> _WORK ORDER_
Every line containing the string "derive" should be returned from the records.

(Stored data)

********

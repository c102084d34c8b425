use axum::{
    routing::{get, post},
    Router,
};
use std::sync::Arc;
use tower_http::{cors::CorsLayer, trace::TraceLayer};

use crate::api::handlers::{generate, health, info};
use crate::app_state::AppState;

pub fn create_router(state: Arc<AppState>) -> Router {
    Router::new()
        .route("/", get(info))
        .route("/health", get(health))
        .route("/generate", post(generate))
        .layer(CorsLayer::permissive())
        .layer(TraceLayer::new_for_http())
        .with_state(state)
}
use std::net::SocketAddr;

use serde::Deserialize;
use thiserror::Error;

pub const DEFAULT_MODEL_NAME: &str = "TinyLlama/TinyLlama-1.1B-Chat-v1.0";
pub const DEFAULT_BIND_ADDR: &str = "0.0.0.0:8000";

#[derive(Debug, Error)]
pub enum ConfigError {
    #[error("invalid BIND_ADDR {value:?}: {source}")]
    InvalidBindAddr {
        value: String,
        source: std::net::AddrParseError,
    },
}

/// Process configuration, read once from the environment at startup.
#[derive(Debug, Clone, PartialEq, Eq)]
pub struct ServiceConfig {
    pub model_name: String,
    pub bind_addr: SocketAddr,
}

impl ServiceConfig {
    pub fn from_env() -> Result<Self, ConfigError> {
        Self::from_lookup(|key| std::env::var(key).ok())
    }

    pub fn from_lookup<F>(lookup: F) -> Result<Self, ConfigError>
    where
        F: Fn(&str) -> Option<String>,
    {
        let model_name = lookup("MODEL_NAME")
            .filter(|name| !name.trim().is_empty())
            .unwrap_or_else(|| DEFAULT_MODEL_NAME.to_string());

        let raw_addr = lookup("BIND_ADDR").unwrap_or_else(|| DEFAULT_BIND_ADDR.to_string());
        let bind_addr = raw_addr
            .parse()
            .map_err(|source| ConfigError::InvalidBindAddr {
                value: raw_addr.clone(),
                source,
            })?;

        Ok(Self {
            model_name,
            bind_addr,
        })
    }
}

/// The parts of a checkpoint's `config.json` the Llama decoder needs.
#[derive(Deserialize, Debug, Clone)]
pub struct ModelConfig {
    #[serde(default = "default_model_type")]
    pub model_type: String,
    pub hidden_size: usize,
    pub intermediate_size: usize,
    pub num_hidden_layers: usize,
    pub num_attention_heads: usize,
    pub num_key_value_heads: Option<usize>,
    pub rms_norm_eps: f64,
    #[serde(default = "default_rope_theta")]
    pub rope_theta: f32,
    #[serde(rename = "hidden_act", default = "default_hidden_act")]
    pub hidden_activation: String,
    #[serde(default = "default_max_position_embeddings")]
    pub max_position_embeddings: usize,
    pub vocab_size: usize,
    #[serde(default)]
    pub tie_word_embeddings: bool,
    pub eos_token_id: Option<EosTokenId>,
    pub rope_scaling: Option<RopeScaling>,
}

/// `eos_token_id` is a single id in older checkpoints and a list in
/// chat-tuned Llama 3 ones.
#[derive(Deserialize, Debug, Clone, PartialEq, Eq)]
#[serde(untagged)]
pub enum EosTokenId {
    Single(u32),
    Multiple(Vec<u32>),
}

impl EosTokenId {
    pub fn ids(&self) -> Vec<u32> {
        match self {
            EosTokenId::Single(id) => vec![*id],
            EosTokenId::Multiple(ids) => ids.clone(),
        }
    }
}

#[derive(Deserialize, Debug, Clone)]
pub struct RopeScaling {
    pub rope_type: Option<String>,
    /// Older checkpoints spell `rope_type` as `type`.
    #[serde(rename = "type")]
    pub legacy_type: Option<String>,
    #[serde(default = "default_rope_factor")]
    pub factor: f32,
    pub low_freq_factor: Option<f32>,
    pub high_freq_factor: Option<f32>,
    pub original_max_position_embeddings: Option<usize>,
}

impl RopeScaling {
    pub fn kind(&self) -> &str {
        self.rope_type
            .as_deref()
            .or(self.legacy_type.as_deref())
            .unwrap_or("default")
    }
}

fn default_rope_factor() -> f32 {
    1.0
}

impl ModelConfig {
    /// Token ids that end generation.
    pub fn stop_token_ids(&self) -> Vec<u32> {
        self.eos_token_id
            .as_ref()
            .map(EosTokenId::ids)
            .unwrap_or_default()
    }

    pub fn num_kv_heads(&self) -> usize {
        self.num_key_value_heads.unwrap_or(self.num_attention_heads)
    }

    pub fn head_dim(&self) -> usize {
        self.hidden_size / self.num_attention_heads
    }
}

fn default_model_type() -> String {
    "llama".to_string()
}

fn default_rope_theta() -> f32 {
    10_000.0
}

fn default_hidden_act() -> String {
    "silu".to_string()
}

fn default_max_position_embeddings() -> usize {
    2048
}
use candle_core::safetensors::MmapedSafetensors;
use candle_core::{DType, Device, Result as CandleResult, Tensor};

use crate::llm::layer::Layer;

/// Projects hidden states to vocabulary logits. With tied embeddings the
/// prefix points at the embedding table instead of `lm_head`.
pub struct LMHeadLayer {
    weights: Tensor,
    device: Device,
}

impl LMHeadLayer {
    pub fn new(
        weights: &MmapedSafetensors,
        prefix: &str,
        device: &Device,
        dtype: DType,
    ) -> CandleResult<Self> {
        let weights = weights
            .load(&format!("{}.weight", prefix), device)?
            .to_dtype(dtype)?;
        Ok(Self {
            weights,
            device: device.clone(),
        })
    }
}

impl Layer for LMHeadLayer {
    fn forward(&self, input: &Tensor) -> CandleResult<Tensor> {
        let input = input.to_device(&self.device)?;
        input.broadcast_matmul(&self.weights.t()?)
    }
}
use std::sync::{Mutex, MutexGuard};

use crate::llm::{DeviceKind, TextGenerator};

/// Everything the handlers need, built once at startup and shared read-only.
pub struct AppState {
    generator: Mutex<Box<dyn TextGenerator>>,
    pub model_name: String,
    pub device: DeviceKind,
    pub cuda_available: bool,
}

impl AppState {
    pub fn new(
        generator: Box<dyn TextGenerator>,
        model_name: impl Into<String>,
        device: DeviceKind,
        cuda_available: bool,
    ) -> Self {
        Self {
            generator: Mutex::new(generator),
            model_name: model_name.into(),
            device,
            cuda_available,
        }
    }

    /// Exclusive access to the generator. Blocks while another request is
    /// generating; call it from a blocking thread only.
    pub fn generator(&self) -> MutexGuard<'_, Box<dyn TextGenerator>> {
        // The generator holds no state a panicked call could leave half-written.
        self.generator
            .lock()
            .unwrap_or_else(|poisoned| poisoned.into_inner())
    }
}
use tokenizers::Tokenizer;

use crate::llm::error::GenerationError;
use crate::llm::inference::{self, GenerationParams};
use crate::llm::models::Model;

/// Turns a prompt into text. Implementations only need to be `Send`: the
/// service serialises calls, so no thread-safety is assumed of the backend.
pub trait TextGenerator: Send {
    fn generate(&self, params: &GenerationParams) -> Result<String, GenerationError>;
}

/// Tokenizer plus candle model, loaded once and reused for every request.
pub struct CandleGenerator {
    model: Box<dyn Model + Send>,
    tokenizer: Tokenizer,
    stop_token_ids: Vec<u32>,
    max_positions: usize,
}

impl std::fmt::Debug for CandleGenerator {
    fn fmt(&self, f: &mut std::fmt::Formatter<'_>) -> std::fmt::Result {
        f.debug_struct("CandleGenerator")
            .field("stop_token_ids", &self.stop_token_ids)
            .field("max_positions", &self.max_positions)
            .finish_non_exhaustive()
    }
}

impl CandleGenerator {
    pub fn new(
        model: Box<dyn Model + Send>,
        tokenizer: Tokenizer,
        stop_token_ids: Vec<u32>,
        max_positions: usize,
    ) -> Self {
        Self {
            model,
            tokenizer,
            stop_token_ids,
            max_positions,
        }
    }

    pub fn stop_token_ids(&self) -> &[u32] {
        &self.stop_token_ids
    }

    pub fn encode(&self, text: &str) -> Result<Vec<u32>, GenerationError> {
        let encoding = self
            .tokenizer
            .encode(text, true)
            .map_err(|e| GenerationError::Tokenizer(e.to_string()))?;
        Ok(encoding.get_ids().to_vec())
    }

    pub fn decode(&self, ids: &[u32]) -> Result<String, GenerationError> {
        self.tokenizer
            .decode(ids, true)
            .map_err(|e| GenerationError::Tokenizer(e.to_string()))
    }
}

impl TextGenerator for CandleGenerator {
    fn generate(&self, params: &GenerationParams) -> Result<String, GenerationError> {
        let prompt_ids = self.encode(&params.prompt)?;

        let output_ids = inference::generate(
            &prompt_ids,
            params,
            &*self.model,
            &self.stop_token_ids,
            self.max_positions,
        )?;

        tracing::info!(
            prompt_tokens = prompt_ids.len(),
            new_tokens = output_ids.len() - prompt_ids.len(),
            "generation complete"
        );

        // The prompt is part of the returned text.
        self.decode(&output_ids)
    }
}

********

> _RESPONSE_
#[derive(Debug, Error)]
#[derive(Debug, Clone, PartialEq, Eq)]
#[derive(Deserialize, Debug, Clone)]
#[derive(Deserialize, Debug, Clone, PartialEq, Eq)]
#[derive(Deserialize, Debug, Clone)]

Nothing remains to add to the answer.